Punto e a Capo

“Rugby: l’utopia della Celtic League”

I sogni di gloria legati alla partecipazione dei club italiani alla Celtic league (campionato rugbistico di marca britannica) hanno mandato in frantumi il delicato “giocattolo” della Lega italiana rugby d’eccellenza, che, dietro la consulenza dello studio Ghiretti, era riuscito a vivere di luce propria e a caratterizzarsi sotto il profilo del marketing (con l’ingresso di sponsor importanti come Findomestic e Skoda). Non ultimo il debutto assoluto, a partire di questa stagione, su Sky con un format televisivo ad hoc e, perfino, il lancio di una mascotte (il “grillotalpa”).

Lo scorso 1° settembre, in sede di conferenza stampa a Firenze (per venire incontro alle esigenze dello “sponsor-padrone di casa” Findomestic), il presidente dimissionario della L.i.r.e., Amerino Zatta (nei nuovi panni di dirigente della Benetton Treviso) ha dichiarato, senza mezzi termini, che la Celtic league è una scelta obbligata e che il “Super10 (massimo campionato di serie A di rugby), negli ultimi anni, si è livellato e non certo verso l’alto”. Parole dure, a favore di una serie rugbistica straniera, che di fatto spacca il fronte del Super10 azzerando gli “sforzi marketing” di queste ultime stagioni, nell’ottica della crescita graduale dell’intero campionato. Non a caso la stessa Sky sembra essere uscita dalla conferenza di presentazione della stagione 2005/6 con più dubbi che certezze e non si può escludere, in caso di migrazione dei migliori team nella Celtic league, l’abbandono della stessa Findomestic (title-sponsor del Super10). Interessata ad investire sul rugby, ma con uno standard qualitativo di alto profilo.

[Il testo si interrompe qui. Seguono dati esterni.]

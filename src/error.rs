//! Error types for the HMI style core engine

use pyo3::exceptions::{PyKeyError, PyValueError};
use pyo3::PyErr;
use thiserror::Error;

/// Expression constructs rejected by the evaluator.
///
/// The display text of each variant is the exact message surfaced to the
/// designer, so dialogs can show it verbatim next to the offending input.
#[derive(Debug, Clone, Copy, PartialEq, Eq)]
pub enum DisallowedConstruct {
    FunctionCall,
    AttributeAccess,
    Subscript,
}

impl std::fmt::Display for DisallowedConstruct {
    fn fmt(&self, f: &mut std::fmt::Formatter<'_>) -> std::fmt::Result {
        match self {
            DisallowedConstruct::FunctionCall => write!(f, "Function calls are not allowed"),
            DisallowedConstruct::AttributeAccess => write!(f, "Attribute access is not allowed"),
            DisallowedConstruct::Subscript => write!(f, "Subscripting is not allowed"),
        }
    }
}

/// Main error type for the HMI style core engine
#[derive(Error, Debug, Clone, PartialEq)]
pub enum StyleEngineError {
    #[error("Invalid expression syntax: {0}")]
    InvalidExpression(String),

    #[error("Unknown variable '{0}'")]
    UnknownVariable(String),

    #[error("{0}")]
    Disallowed(DisallowedConstruct),

    /// Runtime evaluation failure (division by zero, incomparable values).
    #[error("{0}")]
    Evaluation(String),

    /// Design-time validation failure; the message carries a caller-supplied
    /// prefix naming the dialog section that raised it.
    #[error("{0}")]
    Validation(String),

    /// A referenced tag or operand could not be resolved to a value.
    #[error("{0}")]
    Resolution(String),

    #[error("Tag not found: {0}")]
    TagNotFound(String),

    #[error("Tag database not found: {0}")]
    DatabaseNotFound(String),

    #[error("Deserialization error: {0}")]
    DeserializationError(String),
}

impl From<StyleEngineError> for PyErr {
    fn from(err: StyleEngineError) -> PyErr {
        match err {
            StyleEngineError::TagNotFound(_) | StyleEngineError::DatabaseNotFound(_) => {
                PyKeyError::new_err(err.to_string())
            }
            _ => PyValueError::new_err(err.to_string()),
        }
    }
}

impl From<serde_json::Error> for StyleEngineError {
    fn from(err: serde_json::Error) -> Self {
        StyleEngineError::DeserializationError(err.to_string())
    }
}

/// Result type alias for the HMI style core engine
pub type Result<T> = std::result::Result<T, StyleEngineError>;

#[cfg(test)]
mod tests {
    use super::*;

    #[test]
    fn test_disallowed_messages() {
        assert_eq!(
            DisallowedConstruct::FunctionCall.to_string(),
            "Function calls are not allowed"
        );
        assert_eq!(
            DisallowedConstruct::AttributeAccess.to_string(),
            "Attribute access is not allowed"
        );
        assert_eq!(
            DisallowedConstruct::Subscript.to_string(),
            "Subscripting is not allowed"
        );
    }

    #[test]
    fn test_expression_error_display() {
        let err = StyleEngineError::InvalidExpression("unexpected end of expression".to_string());
        assert_eq!(
            err.to_string(),
            "Invalid expression syntax: unexpected end of expression"
        );

        let err = StyleEngineError::UnknownVariable("x".to_string());
        assert_eq!(err.to_string(), "Unknown variable 'x'");
    }
}
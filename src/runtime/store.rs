//! Mutable runtime tag store

use std::collections::HashMap;

use ahash::AHashMap;

use crate::expr;
use crate::tag::{TagPath, TagRegistry, TagSnapshotProvider, TagValue};

/// Runtime value cache keyed by canonical `"[DB]::Tag"` path.
///
/// Bare tag names remain accepted on reads and writes for older saved
/// projects; they resolve to the first database containing the tag.
#[derive(Debug, Clone, Default)]
pub struct TagStore {
    values: AHashMap<String, TagValue>,
}

impl TagStore {
    pub fn new() -> Self {
        Self::default()
    }

    /// Prime the store with current values from a registry.
    pub fn from_registry(registry: &TagRegistry) -> Self {
        let mut store = Self::new();
        for (key, value) in registry.snapshot().iter() {
            store.values.insert(key.clone(), value.clone());
        }
        store
    }

    /// Resolve a key to the canonical path stored here.
    fn resolve_key(&self, key: &str) -> Option<String> {
        if self.values.contains_key(key) {
            return Some(key.to_string());
        }
        if TagPath::parse(key).is_some() {
            return None;
        }
        let suffix = format!("]::{}", key);
        self.values
            .keys()
            .find(|stored| stored.ends_with(&suffix))
            .cloned()
    }

    pub fn get(&self, key: &str) -> Option<TagValue> {
        let resolved = self.resolve_key(key)?;
        self.values.get(&resolved).cloned()
    }

    /// Write a value, returning whether it actually changed. New keys are
    /// stored under the name given.
    pub fn set(&mut self, key: &str, value: TagValue) -> bool {
        let path = self.resolve_key(key).unwrap_or_else(|| key.to_string());
        match self.values.get(&path) {
            Some(current) if *current == value => false,
            _ => {
                self.values.insert(path, value);
                true
            }
        }
    }

    pub fn len(&self) -> usize {
        self.values.len()
    }

    pub fn is_empty(&self) -> bool {
        self.values.is_empty()
    }
}

impl TagSnapshotProvider for TagStore {
    fn value_of(&self, key: &str) -> Option<TagValue> {
        self.get(key)
    }

    fn expr_variables(&self) -> HashMap<String, expr::Value> {
        self.values
            .iter()
            .filter_map(|(k, v)| v.as_expr_value().map(|value| (k.clone(), value)))
            .collect()
    }
}
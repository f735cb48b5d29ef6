//! Trigger and condition evaluation against tag snapshots

use crate::error::{StyleEngineError, Result};
use crate::expr;
use crate::tag::{TagSnapshotProvider, TagValue};
use crate::trigger::model::{CompareOp, Trigger};
use crate::trigger::operand::Operand;

/// A rule condition in any of its accepted shapes.
#[derive(Debug, Clone, Copy)]
pub enum ConditionKind<'a> {
    /// No condition; matches unconditionally
    Always,
    /// Structured trigger
    Trigger(&'a Trigger),
    /// Free-form boolean expression over tag values
    Expression(&'a str),
}

/// Evaluate a condition of any shape. Resolution failures come back as
/// errors, never as panics; callers decide whether to surface or skip.
pub fn evaluate_condition(
    condition: ConditionKind<'_>,
    snapshot: &dyn TagSnapshotProvider,
) -> Result<bool> {
    match condition {
        ConditionKind::Always => Ok(true),
        ConditionKind::Trigger(trigger) => evaluate_trigger(trigger, snapshot),
        ConditionKind::Expression(text) => {
            let variables = snapshot.expr_variables();
            match expr::eval_expression(text, &variables) {
                Ok(value) => Ok(value.is_truthy()),
                Err(err) => Err(StyleEngineError::Evaluation(format!(
                    "Expression error: {}",
                    err
                ))),
            }
        }
    }
}

/// Evaluate a structured trigger against a snapshot.
pub fn evaluate_trigger(trigger: &Trigger, snapshot: &dyn TagSnapshotProvider) -> Result<bool> {
    match trigger {
        Trigger::Ordinary => Ok(true),
        Trigger::On { operand1 } => Ok(resolve_required(operand1, snapshot, "ON/OFF", "operand1")?
            .is_truthy()),
        Trigger::Off { operand1 } => Ok(!resolve_required(
            operand1, snapshot, "ON/OFF", "operand1",
        )?
        .is_truthy()),
        Trigger::Range {
            operand1,
            operator,
            operand2,
            lower_bound,
            upper_bound,
        } => {
            let value = resolve_required(operand1, snapshot, "RANGE", "operand1")?;
            if operator.is_banded() {
                let lower = resolve_required(lower_bound, snapshot, "RANGE", "lower_bound")?;
                let upper = resolve_required(upper_bound, snapshot, "RANGE", "upper_bound")?;
                let inside = compare_values(CompareOp::LessEqual, &lower, &value)?
                    && compare_values(CompareOp::LessEqual, &value, &upper)?;
                Ok(match operator {
                    CompareOp::Between => inside,
                    _ => !inside,
                })
            } else {
                let other = resolve_required(operand2, snapshot, "RANGE", "operand2")?;
                compare_values(*operator, &value, &other)
            }
        }
    }
}

fn resolve_required(
    operand: &Option<Operand>,
    snapshot: &dyn TagSnapshotProvider,
    context: &str,
    name: &str,
) -> Result<TagValue> {
    operand
        .as_ref()
        .and_then(|op| op.resolve(snapshot))
        .ok_or_else(|| {
            StyleEngineError::Resolution(format!(
                "{} condition: {} tag value not found",
                context, name
            ))
        })
}

/// Compare two tag values with a point operator. Strings compare against
/// strings; everything else coerces to f64, so `INT 1` equals `REAL 1.0`
/// and `BOOL true`.
pub fn compare_values(op: CompareOp, left: &TagValue, right: &TagValue) -> Result<bool> {
    if op.is_banded() {
        return Err(StyleEngineError::Evaluation(format!(
            "Unsupported operator: {}",
            op
        )));
    }

    if let (TagValue::Str(a), TagValue::Str(b)) = (left, right) {
        return Ok(match op {
            CompareOp::Equal => a == b,
            CompareOp::NotEqual => a != b,
            CompareOp::Greater => a > b,
            CompareOp::GreaterEqual => a >= b,
            CompareOp::Less => a < b,
            CompareOp::LessEqual => a <= b,
            _ => false,
        });
    }

    match (left.as_f64(), right.as_f64()) {
        (Some(a), Some(b)) => Ok(match op {
            CompareOp::Equal => a == b,
            CompareOp::NotEqual => a != b,
            CompareOp::Greater => a > b,
            CompareOp::GreaterEqual => a >= b,
            CompareOp::Less => a < b,
            CompareOp::LessEqual => a <= b,
            _ => false,
        }),
        _ => match op {
            CompareOp::Equal => Ok(false),
            CompareOp::NotEqual => Ok(true),
            _ => Err(StyleEngineError::Evaluation(format!(
                "RANGE comparison error: cannot compare {} and {}",
                left.type_name(),
                right.type_name()
            ))),
        },
    }
}

#[cfg(test)]
mod tests {
    use super::*;
    use crate::tag::{DataType, TagSnapshot};

    fn snap(pairs: &[(&str, TagValue)]) -> TagSnapshot {
        pairs
            .iter()
            .map(|(k, v)| (k.to_string(), v.clone()))
            .collect()
    }

    fn on_trigger(tag: &str) -> Trigger {
        Trigger::On {
            operand1: Some(Operand::tag(None, tag, Some(DataType::Bool))),
        }
    }

    #[test]
    fn test_ordinary_always_matches() {
        let empty = TagSnapshot::new();
        assert_eq!(evaluate_trigger(&Trigger::Ordinary, &empty), Ok(true));
    }

    #[test]
    fn test_on_off_truthiness() {
        let values = snap(&[("X", TagValue::Int(1))]);
        assert_eq!(evaluate_trigger(&on_trigger("X"), &values), Ok(true));

        let off = Trigger::Off {
            operand1: Some(Operand::tag(None, "X", Some(DataType::Bool))),
        };
        assert_eq!(evaluate_trigger(&off, &values), Ok(false));

        let values = snap(&[("X", TagValue::Bool(false))]);
        assert_eq!(evaluate_trigger(&on_trigger("X"), &values), Ok(false));
        assert_eq!(evaluate_trigger(&off, &values), Ok(true));
    }

    #[test]
    fn test_on_missing_tag_names_operand() {
        let empty = TagSnapshot::new();
        let err = evaluate_trigger(&on_trigger("X"), &empty).unwrap_err();
        assert!(err.to_string().contains("operand1"));
    }

    #[test]
    fn test_range_point_comparisons() {
        let values = snap(&[("Y", TagValue::Int(10))]);
        let trigger = Trigger::Range {
            operand1: Some(Operand::tag(None, "Y", Some(DataType::Int))),
            operator: CompareOp::Equal,
            operand2: Some(Operand::constant(TagValue::Int(10))),
            lower_bound: None,
            upper_bound: None,
        };
        assert_eq!(evaluate_trigger(&trigger, &values), Ok(true));

        let trigger = Trigger::Range {
            operand1: Some(Operand::tag(None, "Y", Some(DataType::Int))),
            operator: CompareOp::Greater,
            operand2: Some(Operand::constant(TagValue::Real(10.5))),
            lower_bound: None,
            upper_bound: None,
        };
        assert_eq!(evaluate_trigger(&trigger, &values), Ok(false));
    }

    #[test]
    fn test_range_missing_operand2() {
        let values = snap(&[("Y", TagValue::Int(10))]);
        let trigger = Trigger::Range {
            operand1: Some(Operand::tag(None, "Y", Some(DataType::Int))),
            operator: CompareOp::Equal,
            operand2: None,
            lower_bound: None,
            upper_bound: None,
        };
        let err = evaluate_trigger(&trigger, &values).unwrap_err();
        assert!(err.to_string().contains("operand2"));
    }

    fn between_trigger(lower: i64, upper: i64, op: CompareOp) -> Trigger {
        Trigger::Range {
            operand1: Some(Operand::tag(None, "Z", Some(DataType::Int))),
            operator: op,
            operand2: None,
            lower_bound: Some(Operand::constant(TagValue::Int(lower))),
            upper_bound: Some(Operand::constant(TagValue::Int(upper))),
        }
    }

    #[test]
    fn test_range_between_and_outside() {
        let trigger = between_trigger(2, 5, CompareOp::Between);
        assert_eq!(
            evaluate_trigger(&trigger, &snap(&[("Z", TagValue::Int(3))])),
            Ok(true)
        );
        // Bounds are inclusive
        assert_eq!(
            evaluate_trigger(&trigger, &snap(&[("Z", TagValue::Int(2))])),
            Ok(true)
        );
        assert_eq!(
            evaluate_trigger(&trigger, &snap(&[("Z", TagValue::Int(5))])),
            Ok(true)
        );
        assert_eq!(
            evaluate_trigger(&trigger, &snap(&[("Z", TagValue::Int(6))])),
            Ok(false)
        );

        let trigger = between_trigger(2, 5, CompareOp::Outside);
        assert_eq!(
            evaluate_trigger(&trigger, &snap(&[("Z", TagValue::Int(6))])),
            Ok(true)
        );
        assert_eq!(
            evaluate_trigger(&trigger, &snap(&[("Z", TagValue::Int(3))])),
            Ok(false)
        );
    }

    #[test]
    fn test_range_missing_bound_names_it() {
        let trigger = Trigger::Range {
            operand1: Some(Operand::tag(None, "Z", Some(DataType::Int))),
            operator: CompareOp::Between,
            operand2: None,
            lower_bound: None,
            upper_bound: Some(Operand::constant(TagValue::Int(5))),
        };
        let err = evaluate_trigger(&trigger, &snap(&[("Z", TagValue::Int(3))])).unwrap_err();
        assert!(err.to_string().contains("lower_bound"));
    }

    #[test]
    fn test_expression_condition() {
        let values = snap(&[("a", TagValue::Int(6)), ("b", TagValue::Int(9))]);
        assert_eq!(
            evaluate_condition(ConditionKind::Expression("a > 5 and b < 10"), &values),
            Ok(true)
        );

        let err =
            evaluate_condition(ConditionKind::Expression("a > b"), &TagSnapshot::new())
                .unwrap_err();
        assert!(err.to_string().contains("Unknown variable"));
    }

    #[test]
    fn test_always_condition() {
        assert_eq!(
            evaluate_condition(ConditionKind::Always, &TagSnapshot::new()),
            Ok(true)
        );
    }

    #[test]
    fn test_mixed_numeric_comparison() {
        assert_eq!(
            compare_values(CompareOp::Equal, &TagValue::Int(1), &TagValue::Real(1.0)),
            Ok(true)
        );
        assert_eq!(
            compare_values(CompareOp::Equal, &TagValue::Bool(true), &TagValue::Int(1)),
            Ok(true)
        );
        assert!(compare_values(
            CompareOp::Greater,
            &TagValue::Str("x".to_string()),
            &TagValue::Int(1)
        )
        .is_err());
    }
}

Le polemiche di questi ultimi giorni dimostrano, comunque, la mancanza di orizzonti ed obiettivi chiari da parte della stragrande maggioranza della dirigenza del settore. Forse l’ingresso della Nazionale italiana nel Sei Nazioni ha creato più problemi che opportunità, visto che il movimento azzurro non è ancora in grado autonomamente (o a livello di club) di competere con il mercato britannico/europeo. Sia sotto il profilo sportivo (visto i risultati deludenti dell’ultimo quadriennio), sia in ambito marketing/commerciale. Il rischio di una Celtic league con squadre italiane è quello di trasformarsi in “sparring-partner” di lusso, con un conseguente impoverimento del più importante campionato nazionale. Il Super10 ha bisogno di crescere ulteriormente prima di poter “cedere” ad altre leghe i pezzi più pregiati.

Una super lega non è mai partita nel calcio, figuriamoci se è possibile crearla in un mercato molto più piccolo come quello della palla ovale. Ci vuole forse un pizzico di maggiore concretezza, non rincorrendo sogni di gloria (almeno nel breve termine)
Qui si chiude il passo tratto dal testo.